Он был прав: в случае неудачных выступлений отношения не только с руководством спорта, но и с болельщиками четко складывались по схожей схеме.

Это, разумеется, не воодушевляло.

Помню встречу на вокзале после одного из выступлений. Я пошел навстречу своим, радуясь, улыбаясь, пряча боль всех тревог и обид.

Незнакомый человек окликнул меня. Я остановился, еще толком не понимая, что же ему нужно, но уже чувствуя, что будет новая боль.

Человек протянул руку, сильно встряхнул мою и сказал:

– Я тоже хозяин страны… Что ж ты арену бросил, мать твою!..– И разложил передо мной все богатство своих слов – минуты на полторы, не меньше.

"Арена" тут припуталась из-за моего заявления об уходе из спорта. Заявление напечатали многие газеты, разнесло радио.

Если бы такая встреча была эпизодом. В той или иной форме я слышал подобное постоянно – всю спортивную жизнь и десятилетия спустя. Да-а, сэр…

Случайные, чужие люди вспарывали тебе грудь злыми, несправедливыми словами (порой преследовали письмами, звонками). И все надо терпеть. Ведь если ты знаменит, тем более знаменит от спорта, ты уже собственность всех. Я почти не встречал участия и бескорыстной доброты – едва ли не каждый вырывал из тебя часть жизни, пусть небольшую, но вырывал… И уже никто никогда не сомневался в своем праве поступать таким образом. И даже десятилетия спустя это продолжается…

"Власов был буквально деморализован неудачей в Токио…" – написал один из "биографов", который все ведает обо мне (недавно опять напечатал мою биографию), совершенно не интересуясь мной и питая застарелую неприязнь ко мне.

Курьезны эти биографии. Их пишут после одной встречи, часто даже после вялой часовой беседы. В них так все лихо расставлено! А этот "биограф" вообще не знался со мной после Олимпиады в Токио. Следовательно, не слышал от меня и о поединке в Токио.

Помню рекорд в Днепропетровске. Я толкнул 210 кг. По тем временам это было чем-то невероятным.
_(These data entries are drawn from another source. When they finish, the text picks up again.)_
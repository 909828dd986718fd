use std::path::PathBuf;

use rand::Rng as _;

use choquetry_data::{Dataset, ExperimentSeed, InputGenerator, sort_inputs};

use crate::{command::GroundTruthArg, schema::dataset::DatasetRecord, util::Output};

#[derive(Debug, Clone, clap::Args)]
pub(crate) struct GenerateDataArg {
    #[command(flatten)]
    truth: GroundTruthArg,
    /// Number of synthetic samples to generate
    #[arg(long, default_value_t = 10_000)]
    samples: usize,
    /// Sort inputs lexicographically before labeling
    #[arg(long)]
    sort: bool,
    /// Experiment seed (32 hex characters); random when omitted
    #[arg(long)]
    seed: Option<ExperimentSeed>,
    /// Output file path
    #[arg(long)]
    output: Option<PathBuf>,
}

pub(crate) fn run(arg: &GenerateDataArg) -> anyhow::Result<()> {
    let seed = arg.seed.unwrap_or_else(|| rand::rng().random());
    let mut rng = seed.rng();
    let choquet = arg.truth.resolve(&mut rng)?;

    eprintln!("Seed: {seed}");

    let mut inputs = InputGenerator::default().generate(&mut rng, choquet.dimension(), arg.samples);
    if arg.sort {
        sort_inputs(&mut inputs);
    }
    let dataset = Dataset::from_function(inputs, |x| {
        choquet
            .evaluate(x)
            .expect("generated inputs match the evaluator dimension")
    });

    let record = DatasetRecord::from(&dataset);
    Output::save_json(&record, arg.output.clone())?;

    Ok(())
}
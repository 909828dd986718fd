//! Loss strategies for fitting.
//!
//! Four variants are supported: absolute difference, squared difference, and
//! each of those plus a weight-sum-deviation penalty `|1 - Σ wᵢ|`. The
//! penalty term reads the model's in-progress weights, so a loss is a
//! capability over `(prediction, label, parameter snapshot)` - the snapshot
//! is threaded explicitly instead of being captured ambiently by a closure.
//!
//! For gradient descent a loss exposes two partial derivatives:
//!
//! - [`LossFunction::prediction_grad`] - `∂loss/∂prediction`, which the model
//!   chains through `∂prediction/∂wᵢ = xᵢ`
//! - [`LossFunction::weight_grad`] - `∂loss/∂wᵢ` of terms that read the
//!   parameter snapshot directly (zero for the unpenalized variants)
//!
//! The absolute-value terms use the subgradient convention that the gradient
//! at zero is zero.

use std::fmt;

/// A per-sample loss over `(prediction, label, parameter snapshot)`.
pub trait LossFunction: fmt::Debug + Send + Sync {
    /// Loss value for one sample given the live weight snapshot.
    fn value(&self, prediction: f64, label: f64, weights: &[f64]) -> f64;

    /// `∂loss/∂prediction`.
    fn prediction_grad(&self, prediction: f64, label: f64) -> f64;

    /// `∂loss/∂weights[index]` of snapshot-reading terms. Zero unless the
    /// loss couples to the parameters directly.
    fn weight_grad(&self, weights: &[f64], index: usize) -> f64 {
        let _ = (weights, index);
        0.0
    }
}

/// Sign with the subgradient convention `sign(0) = 0`.
fn subgradient_sign(v: f64) -> f64 {
    if v == 0.0 { 0.0 } else { v.signum() }
}

fn sum_deviation_value(weights: &[f64]) -> f64 {
    (1.0 - weights.iter().sum::<f64>()).abs()
}

fn sum_deviation_grad(weights: &[f64]) -> f64 {
    // d|1 - Σw|/dwᵢ = -sign(1 - Σw), identical for every component
    -subgradient_sign(1.0 - weights.iter().sum::<f64>())
}

/// Absolute difference `|label - prediction|`, optionally plus the
/// weight-sum-deviation penalty.
#[derive(Debug, Clone, Copy, Default)]
pub struct AbsoluteLoss {
    sum_penalty: bool,
}

impl AbsoluteLoss {
    /// Plain absolute difference.
    #[must_use]
    pub fn new() -> Self {
        Self { sum_penalty: false }
    }

    /// Absolute difference plus `|1 - Σ wᵢ|`.
    #[must_use]
    pub fn with_sum_penalty() -> Self {
        Self { sum_penalty: true }
    }
}

impl LossFunction for AbsoluteLoss {
    fn value(&self, prediction: f64, label: f64, weights: &[f64]) -> f64 {
        let base = (label - prediction).abs();
        if self.sum_penalty {
            base + sum_deviation_value(weights)
        } else {
            base
        }
    }

    fn prediction_grad(&self, prediction: f64, label: f64) -> f64 {
        subgradient_sign(prediction - label)
    }

    fn weight_grad(&self, weights: &[f64], _index: usize) -> f64 {
        if self.sum_penalty {
            sum_deviation_grad(weights)
        } else {
            0.0
        }
    }
}

/// Squared difference `(label - prediction)²`, optionally plus the
/// weight-sum-deviation penalty.
#[derive(Debug, Clone, Copy, Default)]
pub struct SquaredLoss {
    sum_penalty: bool,
}

impl SquaredLoss {
    /// Plain squared difference.
    #[must_use]
    pub fn new() -> Self {
        Self { sum_penalty: false }
    }

    /// Squared difference plus `|1 - Σ wᵢ|`.
    #[must_use]
    pub fn with_sum_penalty() -> Self {
        Self { sum_penalty: true }
    }
}

impl LossFunction for SquaredLoss {
    fn value(&self, prediction: f64, label: f64, weights: &[f64]) -> f64 {
        let base = (label - prediction).powi(2);
        if self.sum_penalty {
            base + sum_deviation_value(weights)
        } else {
            base
        }
    }

    fn prediction_grad(&self, prediction: f64, label: f64) -> f64 {
        2.0 * (prediction - label)
    }

    fn weight_grad(&self, weights: &[f64], _index: usize) -> f64 {
        if self.sum_penalty {
            sum_deviation_grad(weights)
        } else {
            0.0
        }
    }
}

/// Selectable loss variant, for CLI flags and saved experiment records.
///
/// Parses case-insensitively from the variant name: `abs`, `squared`,
/// `absnorm`, `squarednorm`.
#[derive(
    Debug,
    Clone,
    Copy,
    PartialEq,
    Eq,
    Default,
    derive_more::Display,
    derive_more::FromStr,
)]
pub enum LossKind {
    /// Absolute difference.
    #[default]
    Abs,
    /// Squared difference.
    Squared,
    /// Absolute difference plus weight-sum-deviation penalty.
    AbsNorm,
    /// Squared difference plus weight-sum-deviation penalty.
    SquaredNorm,
}

impl LossKind {
    /// Builds the loss strategy for this variant.
    #[must_use]
    pub fn build(self) -> Box<dyn LossFunction> {
        match self {
            Self::Abs => Box::new(AbsoluteLoss::new()),
            Self::Squared => Box::new(SquaredLoss::new()),
            Self::AbsNorm => Box::new(AbsoluteLoss::with_sum_penalty()),
            Self::SquaredNorm => Box::new(SquaredLoss::with_sum_penalty()),
        }
    }
}

#[cfg(test)]
mod tests {
    use super::*;

    const NO_WEIGHTS: &[f64] = &[];

    #[test]
    fn test_absolute_value_and_grad() {
        let loss = AbsoluteLoss::new();
        assert_eq!(loss.value(2.0, 5.0, NO_WEIGHTS), 3.0);
        assert_eq!(loss.prediction_grad(2.0, 5.0), -1.0);
        assert_eq!(loss.prediction_grad(5.0, 2.0), 1.0);
        assert_eq!(loss.prediction_grad(2.0, 2.0), 0.0);
        assert_eq!(loss.weight_grad(&[0.1, 0.2], 0), 0.0);
    }

    #[test]
    fn test_squared_value_and_grad() {
        let loss = SquaredLoss::new();
        assert_eq!(loss.value(2.0, 5.0, NO_WEIGHTS), 9.0);
        assert_eq!(loss.prediction_grad(2.0, 5.0), -6.0);
    }

    #[test]
    fn test_sum_penalty_couples_to_weight_snapshot() {
        let loss = AbsoluteLoss::with_sum_penalty();
        // weights sum to 0.5, so the penalty contributes |1 - 0.5| = 0.5
        assert_eq!(loss.value(2.0, 2.0, &[0.25, 0.25]), 0.5);
        // weights already sum to 1: no penalty
        assert_eq!(loss.value(2.0, 2.0, &[0.4, 0.6]), 0.0);

        // penalty gradient pushes the sum toward 1
        assert_eq!(loss.weight_grad(&[0.25, 0.25], 0), -1.0);
        assert_eq!(loss.weight_grad(&[0.75, 0.75], 1), 1.0);
        assert_eq!(loss.weight_grad(&[0.4, 0.6], 0), 0.0);
    }

    #[test]
    fn test_squared_penalty_variant() {
        let loss = SquaredLoss::with_sum_penalty();
        assert_eq!(loss.value(1.0, 3.0, &[0.5, 0.0]), 4.0 + 0.5);
        assert_eq!(loss.weight_grad(&[0.5, 0.0], 1), -1.0);
    }

    #[test]
    fn test_kind_parsing() {
        assert_eq!("abs".parse::<LossKind>().unwrap(), LossKind::Abs);
        assert_eq!("squared".parse::<LossKind>().unwrap(), LossKind::Squared);
        assert_eq!("absnorm".parse::<LossKind>().unwrap(), LossKind::AbsNorm);
        assert_eq!(
            "squarednorm".parse::<LossKind>().unwrap(),
            LossKind::SquaredNorm
        );
        assert!("mean".parse::<LossKind>().is_err());
    }
}
//! Canonical enumeration of unordered component pairs.
//!
//! The Choquet function attaches one `w_min` and one `w_max` weight to every
//! unordered pair of distinct input components. For those weights to be
//! meaningful the pair order must be fixed: index `k` of a pair-weight vector
//! always refers to the same component pair, for every evaluation and every
//! evaluator instance.
//!
//! The canonical order is lexicographic by `(i, j)` with `i < j`. For
//! dimension 4 the pairs are:
//!
//! ```text
//! (0,1) (0,2) (0,3) (1,2) (1,3) (2,3)
//! ```

/// Number of unordered pairs of distinct components for a given dimension:
/// `d · (d - 1) / 2`.
///
/// # Examples
///
/// ```
/// use choquetry_evaluator::pairing;
///
/// assert_eq!(pairing::pair_count(2), 1);
/// assert_eq!(pairing::pair_count(4), 6);
/// assert_eq!(pairing::pair_count(0), 0);
/// ```
#[must_use]
pub fn pair_count(dimension: usize) -> usize {
    dimension * dimension.saturating_sub(1) / 2
}

/// Iterates over all unordered index pairs `(i, j)` with `i < j` in canonical
/// (lexicographic) order.
pub fn index_pairs(dimension: usize) -> impl Iterator<Item = (usize, usize)> {
    (0..dimension).flat_map(move |i| (i + 1..dimension).map(move |j| (i, j)))
}

/// Componentwise minimum of every canonical pair of `x`.
///
/// The result has length [`pair_count`]`(x.len())` and entry `k` is
/// `min(x[i], x[j])` for the `k`-th canonical pair.
#[must_use]
pub fn min_aggregates(x: &[f64]) -> Vec<f64> {
    index_pairs(x.len()).map(|(i, j)| x[i].min(x[j])).collect()
}

/// Componentwise maximum of every canonical pair of `x`.
#[must_use]
pub fn max_aggregates(x: &[f64]) -> Vec<f64> {
    index_pairs(x.len()).map(|(i, j)| x[i].max(x[j])).collect()
}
За кулисы ко мне пришел Н. и долго восхищался моей "техникой". Он был одним из ведущих тренеров.

В Токио Жаботинский толкает 217,5 кг, и я с удивлением читаю в газете статью Н. Он сетует, что Власов не владеет "техникой" толчка и вообще не умеет тренироваться…

Что это, один из способов заработка на жизнь или непорядочность?.. Впрочем, в те годы я и не такого "добра" навидался…

Штанга на весах времени.

Что характерно – никаких желаний сводить счеты, посрамить соперника. Только собрать шестьсот! Я рассчитывал отдыхом вывести себя на тот единственный результат и тогда атаковать, вломиться в него. Отдых оказался невозможным. В нем было отказано. Причины те же самые: если остаюсь в большом спорте, должен выступать, да еще по календарю. Особенно настойчивым в изживании меня из спорта оказался Гулевич – начальник отдела тяжелой атлетики армейского клуба. А ведь никто не поздравлял меня с победами столь горячо, как он. Спортсменом он никогда не был – похоже, не только спортсменом…

В сборной команде страны этим в не меньшей степени был озабочен Воробьев. И уж как мог ему пособлял Дмитрий Иванов, штангист, ставший спортивным журналистом.

А я нуждался в сбросе нагрузок, одном затяжном щадящем ритме без выступлений.

Что значит выступать? Я не смел бы отделываться посредственными результатами и подтверждать тем самым "закономерность" своего поражения. Значит, стирать себя в бессмысленных выходах "ради зачета" на большой помост. Все выходы бессмысленны, если не открывают новую силу, не подводят к новой силе. Соревнования перемалывали бы силу, взводили бы на травлю результатами, а я и без того нервно измотан.